Because of something called “immutable deployments.”
Simply put, immutable deployments refer to the practice of never altering your deployed infrastructure. In other words, your unit of deployment is a VM or a Docker container, not a piece of code.
So, you don’t deploy code to a set of static virtual machines, you deploy whole VMs, with the code already baked in.
You don’t change how the VMs are configured, you deploy new VMs with the desired configuration in place.
You don’t patch prod machines, you deploy new machines, already patched.
You don’t run one set of VMs in dev and a different set of VMs in prod, they are all the same.
In fact, you can safely disable all SSH access to all the prod machines because there is nothing to do there — no settings to change, no logs to look at (more on logs later).
You get my point.
When used correctly, this is a very powerful pattern and one I strongly recommend!
NOTE: Immutable deployments mandate that configuration be separate from your code. Please read the 12 Factor App manifesto which details this (and other awesome ideas!) in great detail.
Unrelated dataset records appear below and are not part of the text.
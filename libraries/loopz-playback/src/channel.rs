//! Audio channels
//!
//! An [`AudioChannel`] owns one platform media element (behind
//! [`MediaBackend`]) and turns its raw lifecycle into the handful of signals
//! the controller acts on. The controller keeps two: the audible primary and
//! a silent preload that buffers the upcoming track.

use crate::error::{MediaErrorKind, PlaybackError, Result};
use crate::types::Track;
use tracing::debug;

/// Platform media element
///
/// Implementations only forward commands; everything they observe comes back
/// through [`MediaEvent`]s delivered to the controller. On the web this is an
/// `HTMLAudioElement`; tests use recording fakes.
pub trait MediaBackend {
    /// Point the element at `url` and start buffering
    fn set_source(&mut self, url: &str);

    /// Detach the source and free the underlying resource
    fn clear_source(&mut self);

    /// Ask the element to play from its current position
    ///
    /// Returns `Err(PlaybackError::PlaybackRejected)` when the platform refuses
    /// synchronously. Refusals the platform reports later arrive as
    /// [`MediaEventKind::PlayRejected`].
    fn play(&mut self) -> Result<()>;

    fn pause(&mut self);

    fn set_position(&mut self, seconds: f64);

    /// Output gain, 0.0-1.0
    fn set_volume(&mut self, volume: f32);
}

/// Stable identity of a media element, assigned when the controller is built
///
/// Survives primary/preload swaps, so the host can tag events with the
/// element they came from without knowing which role it currently plays.
#[derive(Debug, Clone, Copy, PartialEq, Eq, Hash)]
pub struct ChannelId(pub u8);

/// Native media element event
#[derive(Debug, Clone, PartialEq)]
pub enum MediaEventKind {
    TimeUpdate(f64),
    DurationChange(f64),
    Waiting,
    Stalled,
    CanPlay,
    CanPlayThrough,
    Playing,
    Ended,
    Error { code: u16 },
    PlayRejected { reason: String },
}

impl MediaEventKind {
    /// Build from a DOM event name; `value` carries the time, duration, or error code
    pub fn from_dom(name: &str, value: f64) -> Option<Self> {
        let kind = match name {
            "timeupdate" => Self::TimeUpdate(value),
            "durationchange" | "loadedmetadata" => Self::DurationChange(value),
            "waiting" => Self::Waiting,
            "stalled" => Self::Stalled,
            "canplay" => Self::CanPlay,
            "canplaythrough" => Self::CanPlayThrough,
            "playing" => Self::Playing,
            "ended" => Self::Ended,
            "error" => Self::Error {
                code: if value.is_finite() && value >= 0.0 { value as u16 } else { 0 },
            },
            "playrejected" => Self::PlayRejected {
                reason: "NotAllowedError".to_string(),
            },
            _ => return None,
        };
        Some(kind)
    }
}

/// Native event tagged with the source URL it belongs to
#[derive(Debug, Clone, PartialEq)]
pub struct MediaEvent {
    pub src: String,
    pub kind: MediaEventKind,
}

impl MediaEvent {
    pub fn new(src: impl Into<String>, kind: MediaEventKind) -> Self {
        Self {
            src: src.into(),
            kind,
        }
    }
}

/// Signals the controller reacts to
#[derive(Debug, Clone, PartialEq)]
pub enum ChannelEvent {
    TimeUpdate(f64),
    DurationKnown(f64),
    Buffering,
    ReadyToPlay,
    Started,
    Ended,
    Error(MediaErrorKind),
    PlaybackRejected(String),
}

/// One owned media element plus what the controller needs to know about it
pub struct AudioChannel {
    id: ChannelId,
    backend: Box<dyn MediaBackend>,
    src: Option<String>,
    track_id: Option<String>,
    duration: Option<f64>,
    position: f64,
    ready: bool,
}

impl AudioChannel {
    pub fn new(id: ChannelId, backend: Box<dyn MediaBackend>) -> Self {
        Self {
            id,
            backend,
            src: None,
            track_id: None,
            duration: None,
            position: 0.0,
            ready: false,
        }
    }

    pub fn id(&self) -> ChannelId {
        self.id
    }

    /// Start buffering `track`
    ///
    /// Returns `false` without touching the element when the URL is already
    /// the current source.
    pub fn load(&mut self, track: &Track) -> bool {
        self.track_id = Some(track.id.clone());
        if self.src.as_deref() == Some(track.audio_url.as_str()) {
            return false;
        }

        self.backend.set_source(&track.audio_url);
        self.src = Some(track.audio_url.clone());
        self.duration = None;
        self.position = 0.0;
        self.ready = false;
        true
    }

    /// Rewind and play
    pub fn play_from_start(&mut self) -> Result<()> {
        if self.src.is_none() {
            return Err(PlaybackError::EmptyQueue);
        }
        self.backend.set_position(0.0);
        self.position = 0.0;
        self.backend.play()
    }

    /// Play from the current position
    pub fn resume(&mut self) -> Result<()> {
        if self.src.is_none() {
            return Err(PlaybackError::EmptyQueue);
        }
        self.backend.play()
    }

    pub fn pause(&mut self) {
        if self.src.is_some() {
            self.backend.pause();
        }
    }

    /// Seek within the loaded source
    ///
    /// Clamped to the known duration. Returns the applied position, or `None`
    /// while the duration is still unknown.
    pub fn seek_to(&mut self, seconds: f64) -> Option<f64> {
        let duration = self.duration?;
        let target = if seconds.is_finite() {
            seconds.clamp(0.0, duration)
        } else {
            0.0
        };
        self.backend.set_position(target);
        self.position = target;
        Some(target)
    }

    /// Back to 0:00 without touching play/pause
    pub fn rewind(&mut self) {
        if self.src.is_some() {
            self.backend.set_position(0.0);
        }
        self.position = 0.0;
    }

    /// Detach and free the source
    pub fn release(&mut self) {
        if self.src.is_some() {
            self.backend.pause();
            self.backend.clear_source();
        }
        self.src = None;
        self.track_id = None;
        self.duration = None;
        self.position = 0.0;
        self.ready = false;
    }

    pub fn set_volume(&mut self, volume: f32) {
        self.backend.set_volume(volume);
    }

    /// Translate a native event
    ///
    /// Events for a source this channel no longer holds are dropped.
    pub fn handle(&mut self, event: MediaEvent) -> Option<ChannelEvent> {
        if self.src.as_deref() != Some(event.src.as_str()) {
            debug!(channel = self.id.0, src = %event.src, "Ignoring stale media event");
            return None;
        }

        let translated = match event.kind {
            MediaEventKind::TimeUpdate(secs) => {
                if !secs.is_finite() || secs < 0.0 {
                    return None;
                }
                self.position = secs;
                ChannelEvent::TimeUpdate(secs)
            }
            MediaEventKind::DurationChange(secs) => {
                if !secs.is_finite() || secs <= 0.0 {
                    return None;
                }
                self.duration = Some(secs);
                ChannelEvent::DurationKnown(secs)
            }
            MediaEventKind::Waiting | MediaEventKind::Stalled => ChannelEvent::Buffering,
            MediaEventKind::CanPlay | MediaEventKind::CanPlayThrough => {
                self.ready = true;
                ChannelEvent::ReadyToPlay
            }
            MediaEventKind::Playing => {
                self.ready = true;
                ChannelEvent::Started
            }
            MediaEventKind::Ended => ChannelEvent::Ended,
            MediaEventKind::Error { code } => {
                self.ready = false;
                ChannelEvent::Error(MediaErrorKind::from_code(code))
            }
            MediaEventKind::PlayRejected { reason } => ChannelEvent::PlaybackRejected(reason),
        };

        Some(translated)
    }

    /// Source URL currently attached
    pub fn src(&self) -> Option<&str> {
        self.src.as_deref()
    }

    /// Id of the track currently attached
    pub fn track_id(&self) -> Option<&str> {
        self.track_id.as_deref()
    }

    pub fn is_holding(&self, track: &Track) -> bool {
        self.track_id.as_deref() == Some(track.id.as_str())
            && self.src.as_deref() == Some(track.audio_url.as_str())
    }

    pub fn is_loaded(&self) -> bool {
        self.src.is_some()
    }

    pub fn is_ready(&self) -> bool {
        self.ready
    }

    pub fn duration(&self) -> Option<f64> {
        self.duration
    }

    pub fn position(&self) -> f64 {
        self.position
    }
}

impl std::fmt::Debug for AudioChannel {
    fn fmt(&self, f: &mut std::fmt::Formatter<'_>) -> std::fmt::Result {
        f.debug_struct("AudioChannel")
            .field("id", &self.id)
            .field("src", &self.src)
            .field("track_id", &self.track_id)
            .field("duration", &self.duration)
            .field("ready", &self.ready)
            .finish()
    }
}

/// Backend that only remembers what it was told
///
/// Lets the controller run headless (tests, server-side previews).
#[derive(Debug, Default, Clone)]
pub struct NullBackend {
    pub src: Option<String>,
    pub position: f64,
    pub volume: f32,
    pub playing: bool,
}

impl MediaBackend for NullBackend {
    fn set_source(&mut self, url: &str) {
        self.src = Some(url.to_string());
        self.position = 0.0;
        self.playing = false;
    }

    fn clear_source(&mut self) {
        self.src = None;
        self.playing = false;
    }

    fn play(&mut self) -> Result<()> {
        self.playing = true;
        Ok(())
    }

    fn pause(&mut self) {
        self.playing = false;
    }

    fn set_position(&mut self, seconds: f64) {
        self.position = seconds;
    }

    fn set_volume(&mut self, volume: f32) {
        self.volume = volume;
    }
}

#[cfg(test)]
mod tests {
    use super::*;
    use std::cell::RefCell;
    use std::rc::Rc;

    #[derive(Default)]
    struct Calls {
        loads: Vec<String>,
        clears: usize,
        positions: Vec<f64>,
    }

    struct RecordingBackend(Rc<RefCell<Calls>>);

    impl MediaBackend for RecordingBackend {
        fn set_source(&mut self, url: &str) {
            self.0.borrow_mut().loads.push(url.to_string());
        }
        fn clear_source(&mut self) {
            self.0.borrow_mut().clears += 1;
        }
        fn play(&mut self) -> Result<()> {
            Ok(())
        }
        fn pause(&mut self) {}
        fn set_position(&mut self, seconds: f64) {
            self.0.borrow_mut().positions.push(seconds);
        }
        fn set_volume(&mut self, _volume: f32) {}
    }

    fn channel() -> (AudioChannel, Rc<RefCell<Calls>>) {
        let calls = Rc::new(RefCell::new(Calls::default()));
        let channel = AudioChannel::new(ChannelId(0), Box::new(RecordingBackend(calls.clone())));
        (channel, calls)
    }

    fn track(id: &str) -> Track {
        Track::new(id, "Song", format!("https://loopz.test/{}.mp3", id))
    }

    #[test]
    fn load_is_idempotent_for_same_url() {
        let (mut channel, calls) = channel();
        assert!(channel.load(&track("1")));
        assert!(!channel.load(&track("1")));
        assert_eq!(calls.borrow().loads.len(), 1);
        assert!(channel.is_holding(&track("1")));
    }

    #[test]
    fn seek_is_noop_until_duration_known() {
        let (mut channel, calls) = channel();
        channel.load(&track("1"));
        assert_eq!(channel.seek_to(30.0), None);
        assert!(calls.borrow().positions.is_empty());

        let src = channel.src().unwrap().to_string();
        channel.handle(MediaEvent::new(&src, MediaEventKind::DurationChange(120.0)));

        assert_eq!(channel.seek_to(30.0), Some(30.0));
        assert_eq!(channel.seek_to(500.0), Some(120.0));
        assert_eq!(channel.seek_to(-4.0), Some(0.0));
    }

    #[test]
    fn stale_events_are_dropped() {
        let (mut channel, _) = channel();
        channel.load(&track("1"));
        let old_src = channel.src().unwrap().to_string();
        channel.load(&track("2"));

        assert!(channel.handle(MediaEvent::new(old_src, MediaEventKind::Ended)).is_none());
    }

    #[test]
    fn events_translate() {
        let (mut channel, _) = channel();
        channel.load(&track("1"));
        let src = channel.src().unwrap().to_string();

        assert_eq!(
            channel.handle(MediaEvent::new(&src, MediaEventKind::Stalled)),
            Some(ChannelEvent::Buffering)
        );
        assert_eq!(
            channel.handle(MediaEvent::new(&src, MediaEventKind::CanPlayThrough)),
            Some(ChannelEvent::ReadyToPlay)
        );
        assert!(channel.is_ready());
        assert_eq!(
            channel.handle(MediaEvent::new(&src, MediaEventKind::Error { code: 3 })),
            Some(ChannelEvent::Error(MediaErrorKind::DecodeFailure))
        );
        assert_eq!(
            channel.handle(MediaEvent::new(&src, MediaEventKind::DurationChange(f64::NAN))),
            None
        );
    }

    #[test]
    fn release_clears_everything() {
        let (mut channel, calls) = channel();
        channel.load(&track("1"));
        channel.release();

        assert!(!channel.is_loaded());
        assert!(channel.track_id().is_none());
        assert_eq!(calls.borrow().clears, 1);

        // Releasing twice does not touch the element again
        channel.release();
        assert_eq!(calls.borrow().clears, 1);
    }

    #[test]
    fn play_without_source_is_empty_queue() {
        let (mut channel, _) = channel();
        assert!(matches!(channel.play_from_start(), Err(PlaybackError::EmptyQueue)));
    }

    #[test]
    fn dom_names_parse() {
        assert_eq!(
            MediaEventKind::from_dom("timeupdate", 3.5),
            Some(MediaEventKind::TimeUpdate(3.5))
        );
        assert_eq!(
            MediaEventKind::from_dom("error", 2.0),
            Some(MediaEventKind::Error { code: 2 })
        );
        assert_eq!(MediaEventKind::from_dom("volumechange", 0.0), None);
    }
}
This is a must-read for DevOps practitioners.
The decoupling of code from config is super important — you don’t want to re-deploy the entire application stack every time you rotate your database passwords. Instead, make sure the apps pull it from an external config store (SSM/Consul/etc.)
Further, you can easily see how given the rise of immutable deployments, tools like Ansible start playing less of a prominent role.
Reason is, you only need to configure one server and deploy it a whole bunch of times as part of your auto-scaling group.
Or, if you are doing containers, you definitely want immutable deployments almost by definition. You do not want your dev container to be different from your QA container and that be different from prod.
You want the exact same container across all your environments. This avoids configuration drift and simplifies roll-backs in case of issues.
Containers aside, for those folks who are just starting out, provisioning AWS infrastructure using Terraform is a textbook DevOps pattern and something you really need to master.
But wait… what if I need to look at logs to troubleshoot a problem? Well, you won’t be logging into the machines to look at logs any more, you will instead be looking at the centralized logging infrastructure for all your logs.
In fact, some handsome chap already wrote a detailed post on how to deploy an ELK stack in AWS — give it a read if you want to see how it’s done in practice.
Again, you can disable remote access altogether and feel good about being more secure than most people out there!
To summarize, our fully automated “DevOps” journey begins with provisioning the computing resources needed to run our code — Configure stage. And the best way to accomplish that is via immutable deployments.
Finally, if you are curious about where exactly to start, Terraform+AWS combo is a solid place to begin your journey!
That’s all for the “Configure” stage.